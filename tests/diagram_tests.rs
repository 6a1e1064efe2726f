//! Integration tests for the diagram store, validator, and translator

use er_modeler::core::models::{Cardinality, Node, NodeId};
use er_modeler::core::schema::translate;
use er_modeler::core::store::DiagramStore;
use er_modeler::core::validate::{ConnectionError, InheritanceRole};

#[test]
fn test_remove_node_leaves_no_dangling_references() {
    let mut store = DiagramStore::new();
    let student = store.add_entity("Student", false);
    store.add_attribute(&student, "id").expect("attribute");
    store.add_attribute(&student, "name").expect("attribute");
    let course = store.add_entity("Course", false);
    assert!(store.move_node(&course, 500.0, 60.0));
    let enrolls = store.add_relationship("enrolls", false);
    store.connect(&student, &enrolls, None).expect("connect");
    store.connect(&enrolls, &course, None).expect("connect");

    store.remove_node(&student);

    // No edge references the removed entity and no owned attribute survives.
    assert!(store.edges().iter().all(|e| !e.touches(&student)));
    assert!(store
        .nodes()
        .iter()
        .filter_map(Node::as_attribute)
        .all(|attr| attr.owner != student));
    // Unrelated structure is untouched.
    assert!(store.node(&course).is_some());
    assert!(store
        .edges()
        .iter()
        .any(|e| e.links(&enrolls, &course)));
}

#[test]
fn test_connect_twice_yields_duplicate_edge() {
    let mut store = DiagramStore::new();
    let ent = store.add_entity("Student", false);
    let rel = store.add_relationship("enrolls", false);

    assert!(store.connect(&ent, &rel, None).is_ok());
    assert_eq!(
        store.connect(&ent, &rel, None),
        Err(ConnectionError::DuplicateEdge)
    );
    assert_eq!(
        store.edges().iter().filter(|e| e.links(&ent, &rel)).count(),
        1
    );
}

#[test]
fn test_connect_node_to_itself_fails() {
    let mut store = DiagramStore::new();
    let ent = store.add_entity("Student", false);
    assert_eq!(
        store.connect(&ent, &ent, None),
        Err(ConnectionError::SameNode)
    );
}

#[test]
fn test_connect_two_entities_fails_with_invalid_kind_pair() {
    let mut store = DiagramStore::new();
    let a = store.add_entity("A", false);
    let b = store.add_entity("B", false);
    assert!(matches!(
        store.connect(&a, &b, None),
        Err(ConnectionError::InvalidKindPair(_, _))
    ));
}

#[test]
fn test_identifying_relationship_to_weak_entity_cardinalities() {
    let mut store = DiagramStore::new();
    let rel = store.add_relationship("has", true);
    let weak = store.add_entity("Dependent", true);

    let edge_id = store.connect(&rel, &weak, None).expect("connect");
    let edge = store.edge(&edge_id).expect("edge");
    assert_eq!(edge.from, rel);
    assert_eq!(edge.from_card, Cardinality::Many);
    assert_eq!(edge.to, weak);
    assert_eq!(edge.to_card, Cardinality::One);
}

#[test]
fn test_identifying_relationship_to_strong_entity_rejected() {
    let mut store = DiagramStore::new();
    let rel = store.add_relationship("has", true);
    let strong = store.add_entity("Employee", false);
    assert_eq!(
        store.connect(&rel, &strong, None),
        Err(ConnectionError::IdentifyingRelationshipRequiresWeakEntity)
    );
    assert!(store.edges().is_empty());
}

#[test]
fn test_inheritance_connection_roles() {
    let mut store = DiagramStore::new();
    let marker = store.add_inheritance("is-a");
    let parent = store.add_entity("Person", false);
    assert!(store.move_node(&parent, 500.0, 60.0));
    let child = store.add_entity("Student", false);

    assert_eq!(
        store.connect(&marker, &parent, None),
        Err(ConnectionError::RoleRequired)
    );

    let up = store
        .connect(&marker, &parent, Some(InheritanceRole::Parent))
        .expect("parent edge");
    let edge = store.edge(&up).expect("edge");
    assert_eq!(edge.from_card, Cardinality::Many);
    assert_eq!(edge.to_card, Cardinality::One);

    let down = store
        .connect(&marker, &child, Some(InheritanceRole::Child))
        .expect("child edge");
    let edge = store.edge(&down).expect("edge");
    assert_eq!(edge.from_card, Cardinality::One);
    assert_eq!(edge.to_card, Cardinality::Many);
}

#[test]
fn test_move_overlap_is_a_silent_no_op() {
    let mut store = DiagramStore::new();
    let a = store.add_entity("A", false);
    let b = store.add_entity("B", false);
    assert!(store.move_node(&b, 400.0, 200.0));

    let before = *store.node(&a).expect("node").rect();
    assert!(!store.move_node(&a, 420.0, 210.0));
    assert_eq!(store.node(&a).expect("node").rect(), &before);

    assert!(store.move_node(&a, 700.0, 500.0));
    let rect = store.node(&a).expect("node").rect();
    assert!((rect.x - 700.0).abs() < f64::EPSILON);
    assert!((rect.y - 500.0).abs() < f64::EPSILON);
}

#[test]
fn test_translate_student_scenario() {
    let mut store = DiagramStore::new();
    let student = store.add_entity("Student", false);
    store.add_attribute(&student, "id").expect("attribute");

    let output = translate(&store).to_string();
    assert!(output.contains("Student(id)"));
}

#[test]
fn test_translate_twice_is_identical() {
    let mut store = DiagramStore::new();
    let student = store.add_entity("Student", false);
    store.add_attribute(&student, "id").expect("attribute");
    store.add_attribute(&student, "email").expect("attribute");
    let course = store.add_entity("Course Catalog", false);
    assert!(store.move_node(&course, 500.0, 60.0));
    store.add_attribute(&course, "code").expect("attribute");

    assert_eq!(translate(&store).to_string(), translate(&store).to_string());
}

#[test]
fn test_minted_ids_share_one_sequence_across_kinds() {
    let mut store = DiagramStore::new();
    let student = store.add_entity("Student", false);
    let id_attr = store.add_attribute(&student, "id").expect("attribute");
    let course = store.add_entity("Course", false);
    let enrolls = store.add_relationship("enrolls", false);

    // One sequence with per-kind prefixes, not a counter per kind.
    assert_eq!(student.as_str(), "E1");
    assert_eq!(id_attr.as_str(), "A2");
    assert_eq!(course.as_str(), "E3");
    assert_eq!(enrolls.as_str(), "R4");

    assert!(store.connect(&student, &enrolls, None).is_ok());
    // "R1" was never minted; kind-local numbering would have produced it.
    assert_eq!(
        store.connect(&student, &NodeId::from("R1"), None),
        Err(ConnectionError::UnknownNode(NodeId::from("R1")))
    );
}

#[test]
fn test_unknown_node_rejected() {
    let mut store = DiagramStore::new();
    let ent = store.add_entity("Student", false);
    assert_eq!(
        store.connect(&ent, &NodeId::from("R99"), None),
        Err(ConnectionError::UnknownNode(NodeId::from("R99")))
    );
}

────────────────────

__Task goal__: None of the records may be skipped; each is to be repeated exactly.

__Answer to the exercise__:
filename tests/diagram_tests.rs
repository 6a1e1064efe2726f
//! Integration tests for the diagram store, validator, and translator

use er_modeler::core::models::{Cardinality, Node, NodeId};
use er_modeler::core::schema::translate;
use er_modeler::core::store::DiagramStore;
use er_modeler::core::validate::{ConnectionError, InheritanceRole};

#[test]
fn test_remove_node_leaves_no_dangling_references() {
    let mut store = DiagramStore::new();
    let student = store.add_entity("Student", false);
    store.add_attribute(&student, "id").expect("attribute");
    store.add_attribute(&student, "name").expect("attribute");
    let course = store.add_entity("Course", false);
    assert!(store.move_node(&course, 500.0, 60.0));
    let enrolls = store.add_relationship("enrolls", false);
    store.connect(&student, &enrolls, None).expect("connect");
    store.connect(&enrolls, &course, None).expect("connect");

    store.remove_node(&student);

    // No edge references the removed entity and no owned attribute survives.
    assert!(store.edges().iter().all(|e| !e.touches(&student)));
    assert!(store
        .nodes()
        .iter()
        .filter_map(Node::as_attribute)
        .all(|attr| attr.owner != student));
    // Unrelated structure is untouched.
    assert!(store.node(&course).is_some());
    assert!(store
        .edges()
        .iter()
        .any(|e| e.links(&enrolls, &course)));
}

#[test]
fn test_connect_twice_yields_duplicate_edge() {
    let mut store = DiagramStore::new();
    let ent = store.add_entity("Student", false);
    let rel = store.add_relationship("enrolls", false);

    assert!(store.connect(&ent, &rel, None).is_ok());
    assert_eq!(
        store.connect(&ent, &rel, None),
        Err(ConnectionError::DuplicateEdge)
    );
    assert_eq!(
        store.edges().iter().filter(|e| e.links(&ent, &rel)).count(),
        1
    );
}

#[test]
fn test_connect_node_to_itself_fails() {
    let mut store = DiagramStore::new();
    let ent = store.add_entity("Student", false);
    assert_eq!(
        store.connect(&ent, &ent, None),
        Err(ConnectionError::SameNode)
    );
}

#[test]
fn test_connect_two_entities_fails_with_invalid_kind_pair() {
    let mut store = DiagramStore::new();
    let a = store.add_entity("A", false);
    let b = store.add_entity("B", false);
    assert!(matches!(
        store.connect(&a, &b, None),
        Err(ConnectionError::InvalidKindPair(_, _))
    ));
}

#[test]
fn test_identifying_relationship_to_weak_entity_cardinalities() {
    let mut store = DiagramStore::new();
    let rel = store.add_relationship("has", true);
    let weak = store.add_entity("Dependent", true);

    let edge_id = store.connect(&rel, &weak, None).expect("connect");
    let edge = store.edge(&edge_id).expect("edge");
    assert_eq!(edge.from, rel);
    assert_eq!(edge.from_card, Cardinality::Many);
    assert_eq!(edge.to, weak);
    assert_eq!(edge.to_card, Cardinality::One);
}

#[test]
fn test_identifying_relationship_to_strong_entity_rejected() {
    let mut store = DiagramStore::new();
    let rel = store.add_relationship("has", true);
    let strong = store.add_entity("Employee", false);
    assert_eq!(
        store.connect(&rel, &strong, None),
        Err(ConnectionError::IdentifyingRelationshipRequiresWeakEntity)
    );
    assert!(store.edges().is_empty());
}

#[test]
fn test_inheritance_connection_roles() {
    let mut store = DiagramStore::new();
    let marker = store.add_inheritance("is-a");
    let parent = store.add_entity("Person", false);
    assert!(store.move_node(&parent, 500.0, 60.0));
    let child = store.add_entity("Student", false);

    assert_eq!(
        store.connect(&marker, &parent, None),
        Err(ConnectionError::RoleRequired)
    );

    let up = store
        .connect(&marker, &parent, Some(InheritanceRole::Parent))
        .expect("parent edge");
    let edge = store.edge(&up).expect("edge");
    assert_eq!(edge.from_card, Cardinality::Many);
    assert_eq!(edge.to_card, Cardinality::One);

    let down = store
        .connect(&marker, &child, Some(InheritanceRole::Child))
        .expect("child edge");
    let edge = store.edge(&down).expect("edge");
    assert_eq!(edge.from_card, Cardinality::One);
    assert_eq!(edge.to_card, Cardinality::Many);
}

#[test]
fn test_move_overlap_is_a_silent_no_op() {
    let mut store = DiagramStore::new();
    let a = store.add_entity("A", false);
    let b = store.add_entity("B", false);
    assert!(store.move_node(&b, 400.0, 200.0));

    let before = *store.node(&a).expect("node").rect();
    assert!(!store.move_node(&a, 420.0, 210.0));
    assert_eq!(store.node(&a).expect("node").rect(), &before);

    assert!(store.move_node(&a, 700.0, 500.0));
    let rect = store.node(&a).expect("node").rect();
    assert!((rect.x - 700.0).abs() < f64::EPSILON);
    assert!((rect.y - 500.0).abs() < f64::EPSILON);
}

#[test]
fn test_translate_student_scenario() {
    let mut store = DiagramStore::new();
    let student = store.add_entity("Student", false);
    store.add_attribute(&student, "id").expect("attribute");

    let output = translate(&store).to_string();
    assert!(output.contains("Student(id)"));
}

#[test]
fn test_translate_twice_is_identical() {
    let mut store = DiagramStore::new();
    let student = store.add_entity("Student", false);
    store.add_attribute(&student, "id").expect("attribute");
    store.add_attribute(&student, "email").expect("attribute");
    let course = store.add_entity("Course Catalog", false);
    assert!(store.move_node(&course, 500.0, 60.0));
    store.add_attribute(&course, "code").expect("attribute");

    assert_eq!(translate(&store).to_string(), translate(&store).to_string());
}

#[test]
fn test_minted_ids_share_one_sequence_across_kinds() {
    let mut store = DiagramStore::new();
    let student = store.add_entity("Student", false);
    let id_attr = store.add_attribute(&student, "id").expect("attribute");
    let course = store.add_entity("Course", false);
    let enrolls = store.add_relationship("enrolls", false);

    // One sequence with per-kind prefixes, not a counter per kind.
    assert_eq!(student.as_str(), "E1");
    assert_eq!(id_attr.as_str(), "A2");
    assert_eq!(course.as_str(), "E3");
    assert_eq!(enrolls.as_str(), "R4");

    assert!(store.connect(&student, &enrolls, None).is_ok());
    // "R1" was never minted; kind-local numbering would have produced it.
    assert_eq!(
        store.connect(&student, &NodeId::from("R1"), None),
        Err(ConnectionError::UnknownNode(NodeId::from("R1")))
    );
}

#[test]
fn test_unknown_node_rejected() {
    let mut store = DiagramStore::new();
    let ent = store.add_entity("Student", false);
    assert_eq!(
        store.connect(&ent, &NodeId::from("R99"), None),
        Err(ConnectionError::UnknownNode(NodeId::from("R99")))
    );
}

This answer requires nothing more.